YOUR GOAL: Each line of the data must be copied exactly.

EXERCISE MATERIAL:
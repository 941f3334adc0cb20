//! Architectural Enforcement Integration Tests
//!
//! Source scanners shared by the tests in `tests/`. They enforce:
//! - No sleeping in production code outside the provider retry backoff
//! - No blocking I/O inside async functions
//!
//! The scanners are line-based. They read production sources of the
//! `switchboard` crates, stop at the first inline test module, and skip
//! test-only files.

use std::fs;
use std::path::{Path, PathBuf};

/// Production source roots, relative to the workspace root
pub const PRODUCTION_DIRS: &[&str] = &["switchboard/core/src", "switchboard/cli/src"];

/// Files that only exist for tests
const TEST_ONLY_FILES: &[&str] = &["test_utils.rs"];

/// A production source file, truncated before its inline test module
#[derive(Debug)]
pub struct SourceFile {
    /// Absolute path
    pub path: PathBuf,
    /// Production lines only
    pub lines: Vec<String>,
}

impl SourceFile {
    /// Load `path`, dropping everything from the inline test module onwards
    pub fn load(path: &Path) -> Option<Self> {
        let content = fs::read_to_string(path).ok()?;
        Some(Self::from_source(path.to_path_buf(), &content))
    }

    /// Build from in-memory source text
    pub fn from_source(path: PathBuf, content: &str) -> Self {
        let all: Vec<&str> = content.lines().collect();
        let end = test_module_start(&all).unwrap_or(all.len());
        Self {
            path,
            lines: all[..end].iter().map(ToString::to_string).collect(),
        }
    }

    /// Whether the path ends with `suffix` (e.g. `provider/http.rs`)
    pub fn is(&self, suffix: &str) -> bool {
        self.path.ends_with(suffix)
    }

    /// Format a violation at 0-indexed line `idx`
    pub fn violation(&self, idx: usize, what: &str) -> String {
        format!(
            "{}:{} - {what}: {}",
            self.path.display(),
            idx + 1,
            self.lines[idx].trim()
        )
    }
}

/// Workspace root, derived from this crate's manifest directory
pub fn workspace_root() -> PathBuf {
    Path::new(env!("CARGO_MANIFEST_DIR"))
        .join("../..")
        .canonicalize()
        .unwrap_or_else(|_| PathBuf::from(env!("CARGO_MANIFEST_DIR")).join("../.."))
}

/// All production sources under [`PRODUCTION_DIRS`]
pub fn production_sources() -> Vec<SourceFile> {
    let root = workspace_root();
    PRODUCTION_DIRS
        .iter()
        .map(|dir| root.join(dir))
        .filter(|dir| dir.exists())
        .flat_map(|dir| walkdir::WalkDir::new(dir).into_iter().filter_map(Result::ok))
        .filter(|entry| entry.path().extension().and_then(|s| s.to_str()) == Some("rs"))
        .filter(|entry| {
            let name = entry.file_name().to_string_lossy();
            !TEST_ONLY_FILES.contains(&name.as_ref())
        })
        .filter_map(|entry| SourceFile::load(entry.path()))
        .collect()
}

/// Line with any trailing `//` comment removed
pub fn code_part(line: &str) -> &str {
    line.split("//").next().unwrap_or(line)
}

/// Index of the `#[cfg(test)]` attribute that opens an inline test module
pub fn test_module_start(lines: &[&str]) -> Option<usize> {
    lines.iter().enumerate().find_map(|(idx, line)| {
        if line.trim() != "#[cfg(test)]" {
            return None;
        }
        let next = lines.get(idx + 1)?.trim();
        (next.starts_with("mod ") && next.ends_with('{')).then_some(idx)
    })
}

/// Signature line of the function enclosing line `idx`, if any
pub fn enclosing_fn<S: AsRef<str>>(lines: &[S], idx: usize) -> Option<&str> {
    for line in lines[..idx].iter().rev() {
        let trimmed = line.as_ref().trim();
        if is_fn_signature(trimmed) {
            return Some(trimmed);
        }
        // Stop at item boundaries
        if trimmed.starts_with("impl ") || trimmed.starts_with("mod ") {
            return None;
        }
    }
    None
}

/// Whether line `idx` sits inside an `async fn`
pub fn is_in_async_fn<S: AsRef<str>>(lines: &[S], idx: usize) -> bool {
    enclosing_fn(lines, idx).is_some_and(|sig| sig.contains("async fn "))
}

fn is_fn_signature(trimmed: &str) -> bool {
    let rest = trimmed
        .trim_start_matches("pub(crate) ")
        .trim_start_matches("pub ")
        .trim_start_matches("async ");
    rest.starts_with("fn ")
}

#[cfg(test)]
mod tests {
    use super::*;

    #[test]
    fn test_test_module_is_cut_off() {
        let source = "fn run() {}\n\n#[cfg(test)]\nmod tests {\n    fn helper() {}\n}\n";
        let file = SourceFile::from_source(PathBuf::from("lib.rs"), source);
        assert_eq!(file.lines.len(), 2);
    }

    #[test]
    fn test_cfg_test_submodule_declaration_is_kept() {
        let lines = ["#[cfg(test)]", "pub mod test_utils;", "pub use a::B;"];
        assert_eq!(test_module_start(&lines), None);
    }

    #[test]
    fn test_async_detection() {
        let lines = [
            "pub async fn fetch(&self) {",
            "    let body = std::fs::read(\"x\");",
            "}",
            "fn load() {",
            "    let body = std::fs::read(\"x\");",
            "}",
        ];
        assert!(is_in_async_fn(&lines, 1));
        assert!(!is_in_async_fn(&lines, 4));
        assert_eq!(enclosing_fn(&lines, 4), Some("fn load() {"));
    }

    #[test]
    fn test_code_part_strips_comments() {
        assert_eq!(code_part("let x = 1; // sleep(10)"), "let x = 1; ");
    }

    #[test]
    fn test_production_sources_found() {
        let sources = production_sources();
        assert!(sources.iter().any(|f| f.is("provider/http.rs")));
        assert!(!sources.iter().any(|f| f.is("routing/test_utils.rs")));
    }
}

RESULT OF THIS EXERCISE:
repository 941f3334adc0cb20
//! Architectural Enforcement Integration Tests
//!
//! Source scanners shared by the tests in `tests/`. They enforce:
//! - No sleeping in production code outside the provider retry backoff
//! - No blocking I/O inside async functions
//!
//! The scanners are line-based. They read production sources of the
//! `switchboard` crates, stop at the first inline test module, and skip
//! test-only files.

use std::fs;
use std::path::{Path, PathBuf};

/// Production source roots, relative to the workspace root
pub const PRODUCTION_DIRS: &[&str] = &["switchboard/core/src", "switchboard/cli/src"];

/// Files that only exist for tests
const TEST_ONLY_FILES: &[&str] = &["test_utils.rs"];

/// A production source file, truncated before its inline test module
#[derive(Debug)]
pub struct SourceFile {
    /// Absolute path
    pub path: PathBuf,
    /// Production lines only
    pub lines: Vec<String>,
}

impl SourceFile {
    /// Load `path`, dropping everything from the inline test module onwards
    pub fn load(path: &Path) -> Option<Self> {
        let content = fs::read_to_string(path).ok()?;
        Some(Self::from_source(path.to_path_buf(), &content))
    }

    /// Build from in-memory source text
    pub fn from_source(path: PathBuf, content: &str) -> Self {
        let all: Vec<&str> = content.lines().collect();
        let end = test_module_start(&all).unwrap_or(all.len());
        Self {
            path,
            lines: all[..end].iter().map(ToString::to_string).collect(),
        }
    }

    /// Whether the path ends with `suffix` (e.g. `provider/http.rs`)
    pub fn is(&self, suffix: &str) -> bool {
        self.path.ends_with(suffix)
    }

    /// Format a violation at 0-indexed line `idx`
    pub fn violation(&self, idx: usize, what: &str) -> String {
        format!(
            "{}:{} - {what}: {}",
            self.path.display(),
            idx + 1,
            self.lines[idx].trim()
        )
    }
}

/// Workspace root, derived from this crate's manifest directory
pub fn workspace_root() -> PathBuf {
    Path::new(env!("CARGO_MANIFEST_DIR"))
        .join("../..")
        .canonicalize()
        .unwrap_or_else(|_| PathBuf::from(env!("CARGO_MANIFEST_DIR")).join("../.."))
}

/// All production sources under [`PRODUCTION_DIRS`]
pub fn production_sources() -> Vec<SourceFile> {
    let root = workspace_root();
    PRODUCTION_DIRS
        .iter()
        .map(|dir| root.join(dir))
        .filter(|dir| dir.exists())
        .flat_map(|dir| walkdir::WalkDir::new(dir).into_iter().filter_map(Result::ok))
        .filter(|entry| entry.path().extension().and_then(|s| s.to_str()) == Some("rs"))
        .filter(|entry| {
            let name = entry.file_name().to_string_lossy();
            !TEST_ONLY_FILES.contains(&name.as_ref())
        })
        .filter_map(|entry| SourceFile::load(entry.path()))
        .collect()
}

/// Line with any trailing `//` comment removed
pub fn code_part(line: &str) -> &str {
    line.split("//").next().unwrap_or(line)
}

/// Index of the `#[cfg(test)]` attribute that opens an inline test module
pub fn test_module_start(lines: &[&str]) -> Option<usize> {
    lines.iter().enumerate().find_map(|(idx, line)| {
        if line.trim() != "#[cfg(test)]" {
            return None;
        }
        let next = lines.get(idx + 1)?.trim();
        (next.starts_with("mod ") && next.ends_with('{')).then_some(idx)
    })
}

/// Signature line of the function enclosing line `idx`, if any
pub fn enclosing_fn<S: AsRef<str>>(lines: &[S], idx: usize) -> Option<&str> {
    for line in lines[..idx].iter().rev() {
        let trimmed = line.as_ref().trim();
        if is_fn_signature(trimmed) {
            return Some(trimmed);
        }
        // Stop at item boundaries
        if trimmed.starts_with("impl ") || trimmed.starts_with("mod ") {
            return None;
        }
    }
    None
}

/// Whether line `idx` sits inside an `async fn`
pub fn is_in_async_fn<S: AsRef<str>>(lines: &[S], idx: usize) -> bool {
    enclosing_fn(lines, idx).is_some_and(|sig| sig.contains("async fn "))
}

fn is_fn_signature(trimmed: &str) -> bool {
    let rest = trimmed
        .trim_start_matches("pub(crate) ")
        .trim_start_matches("pub ")
        .trim_start_matches("async ");
    rest.starts_with("fn ")
}

#[cfg(test)]
mod tests {
    use super::*;

    #[test]
    fn test_test_module_is_cut_off() {
        let source = "fn run() {}\n\n#[cfg(test)]\nmod tests {\n    fn helper() {}\n}\n";
        let file = SourceFile::from_source(PathBuf::from("lib.rs"), source);
        assert_eq!(file.lines.len(), 2);
    }

    #[test]
    fn test_cfg_test_submodule_declaration_is_kept() {
        let lines = ["#[cfg(test)]", "pub mod test_utils;", "pub use a::B;"];
        assert_eq!(test_module_start(&lines), None);
    }

    #[test]
    fn test_async_detection() {
        let lines = [
            "pub async fn fetch(&self) {",
            "    let body = std::fs::read(\"x\");",
            "}",
            "fn load() {",
            "    let body = std::fs::read(\"x\");",
            "}",
        ];
        assert!(is_in_async_fn(&lines, 1));
        assert!(!is_in_async_fn(&lines, 4));
        assert_eq!(enclosing_fn(&lines, 4), Some("fn load() {"));
    }

    #[test]
    fn test_code_part_strips_comments() {
        assert_eq!(code_part("let x = 1; // sleep(10)"), "let x = 1; ");
    }

    #[test]
    fn test_production_sources_found() {
        let sources = production_sources();
        assert!(sources.iter().any(|f| f.is("provider/http.rs")));
        assert!(!sources.iter().any(|f| f.is("routing/test_utils.rs")));
    }
}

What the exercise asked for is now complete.